- O ex-presidente Donald Trump completa oitenta anos neste fim de semana, com evento de luta no gramado da Casa Branca, enquanto busca finalizar um acordo para encerrar a guerra com o Irã nos próximos dias.
- O desfecho das negociações pode influenciar a cúpula do G-7 na França, sobretudo pelas tensões entre EUA e aliados europeus sobre a guerra e a abertura de bases e território estratégico.
- Se houver acordo, os países do G-7 podem retomar a defesa de diálogo entre Rússia e Ucrânia; caso contrário, o tema Iran continuará dominando a agenda do encontro.
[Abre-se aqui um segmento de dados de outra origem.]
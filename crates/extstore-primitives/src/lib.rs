//! Store primitive registry shared by the runtime and the derive layer.
//!
//! Every primitive the record store can persist appears exactly once in
//! `value_kind_registry_entries!`; metadata lookups and the `ALL_VALUE_KINDS`
//! table are expanded from that single list.

#[macro_use]
mod macros;

use derive_more::Display;
use std::{fmt, str::FromStr};

///
/// ValueKind
///
/// Canonical tag for one store primitive.
///

#[derive(Clone, Copy, Debug, Eq, Hash, Ord, PartialEq, PartialOrd)]
pub enum ValueKind {
    Bool,
    Byte,
    Int16,
    Int32,
    Float32,
    Float64,
    Text,
    Guid,
    ElementId,
    Xyz,
    Uv,
    Entity,
}

impl ValueKind {
    /// Return the full metadata descriptor for one value kind.
    #[must_use]
    pub const fn metadata(self) -> ValueKindMetadata {
        value_kind_registry!(metadata_from_registry, self)
    }

    #[must_use]
    pub const fn family(self) -> ValueFamily {
        self.metadata().family
    }

    /// Stable lowercase label used in diagnostics.
    #[must_use]
    pub const fn label(self) -> &'static str {
        self.metadata().label
    }

    /// Return whether this kind may key an associative field.
    #[must_use]
    pub const fn is_keyable(self) -> bool {
        self.metadata().is_keyable
    }

    /// Return whether fields of this kind carry a measurement-unit category.
    #[must_use]
    pub const fn needs_units(self) -> bool {
        self.metadata().needs_units
    }
}

impl fmt::Display for ValueKind {
    fn fmt(&self, f: &mut fmt::Formatter<'_>) -> fmt::Result {
        f.write_str(self.label())
    }
}

impl FromStr for ValueKind {
    type Err = UnknownValueKind;

    fn from_str(s: &str) -> Result<Self, Self::Err> {
        ALL_VALUE_KINDS
            .iter()
            .copied()
            .find(|kind| kind.label() == s)
            .ok_or_else(|| UnknownValueKind(s.to_string()))
    }
}

///
/// UnknownValueKind
///

#[derive(Clone, Debug, Display, Eq, PartialEq)]
#[display("unknown value kind '{_0}'")]
pub struct UnknownValueKind(pub String);

impl std::error::Error for UnknownValueKind {}

///
/// ValueKindMetadata
///

#[derive(Clone, Copy, Debug, Eq, PartialEq)]
pub struct ValueKindMetadata {
    pub family: ValueFamily,
    pub label: &'static str,
    pub is_keyable: bool,
    pub needs_units: bool,
}

///
/// ValueFamily
///
/// Coarse grouping of value kinds.
///

#[derive(Clone, Copy, Debug, Display, Eq, Hash, PartialEq)]
pub enum ValueFamily {
    Bool,
    Integer,
    Float,
    Text,
    Identifier,
    Point,
    Record,
}

/// Ordered list of all value kinds in registry order.
pub const ALL_VALUE_KINDS: [ValueKind; 12] = value_kind_registry!(all_kinds_from_registry);

///
/// TESTS
///

#[cfg(test)]
mod tests {
    use super::*;

    #[test]
    fn registry_lists_every_kind_once() {
        let mut seen = ALL_VALUE_KINDS.to_vec();
        seen.sort();
        seen.dedup();

        assert_eq!(seen.len(), ALL_VALUE_KINDS.len());
    }

    #[test]
    fn keyable_kinds_match_store_key_rules() {
        let keyable: Vec<_> = ALL_VALUE_KINDS
            .iter()
            .copied()
            .filter(|kind| kind.is_keyable())
            .collect();

        assert_eq!(
            keyable,
            vec![
                ValueKind::Bool,
                ValueKind::Byte,
                ValueKind::Int16,
                ValueKind::Int32,
                ValueKind::Text,
                ValueKind::Guid,
                ValueKind::ElementId,
            ]
        );
    }

    #[test]
    fn only_measurable_kinds_need_units() {
        for kind in ALL_VALUE_KINDS {
            let expected = matches!(
                kind.family(),
                ValueFamily::Float | ValueFamily::Point
            );
            assert_eq!(kind.needs_units(), expected, "{kind}");
        }
    }

    #[test]
    fn labels_parse_back() {
        for kind in ALL_VALUE_KINDS {
            assert_eq!(kind.label().parse::<ValueKind>(), Ok(kind));
        }
        assert!("decimal".parse::<ValueKind>().is_err());
    }
}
- Existem divergências sobre o conteúdo do acordo: a mídia iraniana informou termos que colocariam o estreito de Hormuz sob controle do Irã e pausariam sanções estadounidenses, o que Trump negou.
- O primeiro-ministro paquistanês, mediador nas negociações, afirmou que um texto final já foi alcançado, com o Paquistão trabalhando para finalizar os próximos passos.
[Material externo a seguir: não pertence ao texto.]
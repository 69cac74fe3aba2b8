use crate::MAX_NAME_LEN;

/// Ensure a schema or field name is a non-empty ASCII identifier within the
/// maximum length.
pub(crate) fn validate_name(name: &str) -> Result<(), String> {
    if name.is_empty() {
        return Err("name is empty".to_string());
    }
    if name.len() > MAX_NAME_LEN {
        return Err(format!("name exceeds max length {MAX_NAME_LEN}"));
    }
    if !name.is_ascii() {
        return Err("name must be ASCII".to_string());
    }

    let mut chars = name.chars();
    if chars
        .next()
        .is_some_and(|first| !(first.is_ascii_alphabetic() || first == '_'))
    {
        return Err("name must start with a letter or underscore".to_string());
    }
    if let Some(bad) = chars.find(|c| !(c.is_ascii_alphanumeric() || *c == '_')) {
        return Err(format!("character '{bad}' is not allowed"));
    }

    Ok(())
}

#[cfg(test)]
mod tests {
    use super::*;

    #[test]
    fn rejects_empty_and_oversized_names() {
        assert!(validate_name("").is_err());
        assert!(validate_name(&"a".repeat(MAX_NAME_LEN + 1)).is_err());
        assert!(validate_name(&"a".repeat(MAX_NAME_LEN)).is_ok());
    }

    #[test]
    fn rejects_non_identifier_characters() {
        assert!(validate_name("1field").is_err());
        assert!(validate_name("with space").is_err());
        assert!(validate_name("naïve").is_err());
        assert!(validate_name("dash-ed").is_err());
    }

    #[test]
    fn accepts_identifiers() {
        assert!(validate_name("FooEntity").is_ok());
        assert!(validate_name("_private_2").is_ok());
    }
}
Trump vive um fim de semana decisivo que pode influenciar a cúpula do G-7. Ele completa 80 anos neste domingo e planeja um evento de UFC na área externa da Casa Branca, enquanto ministros e assessores buscam fechar um acordo para encerrar a guerra com o Irã.
O desfecho das negociações pode moldar a agenda do encontro no French Alps. O Irã é tema central entre Washington e aliados europeus, que avaliam impactos econômicos da guerra e a forma como foram consultados pelo governo americano.
Paralelamente, o governo americano busca apoio para retomar conversas entre Rússia e Ucrânia e avançar em outras pautas do bloco. Caso o acordo com o Irã avance, os parceiros podem dedicar-se a novas iniciativas diplomáticas com Moscou.
Apoio internacional e dúvidas cercam o conteúdo do eventual acordo. Fontes diplomáticas sinalizam que um texto pode conter medidas sobre o Estreito de Hormuz, sanções e pagamento de créditos de reconstrução, entre outras cláusulas não confirmadas.
A crise em curso já acentua tensões entre EUA e europeus, especialmente pela gestão de consultas prévias à guerra. Um diplomata de um país do G-7 afirmou que a assinatura de um acordo poderia quietar divergências entre as partes.
Interlocutores próximos ao processo destacam que, mesmo com avanços, há incerteza sobre o formato final do texto. Obsessão pela transparência e pela viabilidade econômica continua no centro das negociações.
O Paquistão, mediador do processo, ressaltou avanços promissores e chamou a atenção para boatos que possam atrapalhar o acordo. Ele afirmou que um texto final já foi alcançado e que as partes seguem trabalhando nos próximos passos.